The attack took place shortly after sunrise in a rural area near the town of Ecuandureo, the state Attorney General’s Office said.
Assailants armed with assault rifles opened fire on troops traveling in two pick-up trucks. Two soldiers died at the scene and two others were taken to a hospital with injuries, the AG’s office said.
The patrol repulsed the attack, but the aggressors got away.

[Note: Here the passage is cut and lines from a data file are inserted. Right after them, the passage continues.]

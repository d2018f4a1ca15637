#![cfg(feature = "postgres")]

//! Runs against a live server only when `SQL_ONELINE_PG_URL` is set, e.g.
//! `SQL_ONELINE_PG_URL="host=localhost user=testuser dbname=testing"`.

use std::env;

use sql_oneline::prelude::*;

fn connect(table: &str) -> Result<Option<PostgresConnection>, SqlOneLineError> {
    let Ok(url) = env::var("SQL_ONELINE_PG_URL") else {
        eprintln!("SQL_ONELINE_PG_URL not set; skipping");
        return Ok(None);
    };
    let mut conn = PostgresConnection::connect(&url)?;
    conn.execute_batch(&format!(
        "DROP TABLE IF EXISTS {table};
         CREATE TABLE {table} (user_id BIGSERIAL PRIMARY KEY, name TEXT, age INT, active BOOLEAN);"
    ))?;
    Ok(Some(conn))
}

#[test]
fn scalars_sequences_and_dml() -> Result<(), SqlOneLineError> {
    let table = "oneline_users_scalars";
    let Some(mut conn) = connect(table)? else {
        return Ok(());
    };

    let insert_q = format!("INSERT INTO {table}(name,age,active) VALUES (?,?,?)");
    assert_eq!(execute(&mut conn, &insert_q, &params!["Alex", 21, true]), 1);
    assert_eq!(execute(&mut conn, &insert_q, &params!["Sam", 21, false]), 1);
    let missing: Option<&str> = None;
    assert_eq!(execute(&mut conn, &insert_q, &params![missing, 40, missing]), 1);

    assert_eq!(
        get_int(&mut conn, &format!("SELECT age FROM {table} WHERE name=?"), &params!["Alex"]),
        21
    );
    assert!(get_boolean(
        &mut conn,
        &format!("SELECT active FROM {table} WHERE name=?"),
        &params!["Alex"]
    ));
    assert_eq!(
        get_array_string(
            &mut conn,
            &format!("SELECT name FROM {table} ORDER BY user_id"),
            &[]
        ),
        vec![Some("Alex".to_string()), Some("Sam".to_string()), None]
    );
    assert_eq!(
        get_long(&mut conn, &format!("SELECT COUNT(*) FROM {table}"), &[]),
        Some(3)
    );
    assert_eq!(
        execute(&mut conn, &format!("UPDATE {table} SET age=? WHERE age=?"), &params![22, 21]),
        2
    );

    conn.execute_batch(&format!("DROP TABLE IF EXISTS {table};"))?;
    Ok(())
}

#[test]
fn generated_keys_and_builder() -> Result<(), SqlOneLineError> {
    let table = "oneline_users_keys";
    let Some(mut conn) = connect(table)? else {
        return Ok(());
    };

    let q = format!("INSERT INTO {table}(name,age) VALUES (?,?)");
    let first = insert_auto_increment(&mut conn, &q, &params!["Alex", 21]);
    let second = insert_auto_increment(&mut conn, &q, &params!["Sam", 33]);
    assert!(first > 0);
    assert_eq!(second, first + 1);

    let older = ColumnValues::new().set("age", 22);
    assert_eq!(update(&mut conn, table, &older, "user_id", first), 1);
    assert_eq!(
        get_integer(&mut conn, &format!("SELECT age FROM {table} WHERE user_id=?"), &params![first]),
        Some(22)
    );

    let sink = MemoryDiagnostics::new();
    let one = OneLine::with_diagnostics(&sink);
    assert_eq!(one.insert_auto_increment(&mut conn, "INSERT INTO no_such_table(a) VALUES (?)", &params![1]), 0);
    assert_eq!(sink.len(), 1);

    conn.execute_batch(&format!("DROP TABLE IF EXISTS {table};"))?;
    Ok(())
}

#[test]
fn numeric_and_timestamp_columns_are_read() -> Result<(), SqlOneLineError> {
    let table = "oneline_users_numeric";
    let Some(mut conn) = connect(table)? else {
        return Ok(());
    };

    let insert_q = format!("INSERT INTO {table}(name,age) VALUES (?,?)");
    assert_eq!(execute(&mut conn, &insert_q, &params!["Alex", 21]), 1);
    assert_eq!(execute(&mut conn, &insert_q, &params!["Sam", 22]), 1);

    // avg over INT is numeric: 21.5000000000000000
    assert_eq!(get_int(&mut conn, &format!("SELECT avg(age) FROM {table}"), &[]), 21);
    assert_eq!(
        get_string(&mut conn, "SELECT 12.50::numeric", &[]).as_deref(),
        Some("12.50")
    );
    assert_eq!(
        get_string(&mut conn, "SELECT -0.05::numeric(6,3)", &[]).as_deref(),
        Some("-0.050")
    );
    assert_eq!(
        get_string(&mut conn, "SELECT TIMESTAMP '2024-01-02 03:04:05'", &[]).as_deref(),
        Some("2024-01-02 03:04:05")
    );
    assert_eq!(
        get_string(&mut conn, "SELECT DATE '2024-02-29'", &[]).as_deref(),
        Some("2024-02-29")
    );

    let err = OneLine::new()
        .try_get_string(&mut conn, "SELECT point(1,2)", &[])
        .unwrap_err();
    assert!(matches!(err, SqlOneLineError::ConversionError(ref m) if m.contains("point")));

    conn.execute_batch(&format!("DROP TABLE IF EXISTS {table};"))?;
    Ok(())
}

Authorities suspect the ambush was carried out by gunmen from the Caballeros Templarios drug cartel in retaliation for the death of one of the group’s leaders, Rafael Orozco, in a clash with state police on Wednesday.
Mexico’s No. 2 public official, Government Secretary Miguel Angel Osorio Chang, announced Thursday that President Enrique Peña Nieto had decided to eliminate the post of federal commissioner for security and development in Michoacan.
He shared the news during a public hearing in Morelia, the state capital, to review the strategy the federal government has followed since intervening in Michoacan a year ago amid conflict between organized crime and vigilante groups.
Osorio Chang referred to recent criticism he said was aimed at “politicizing” the status of commissioner Alfredo Castillo ahead of the June 7 gubernatorial and legislative elections in the western state.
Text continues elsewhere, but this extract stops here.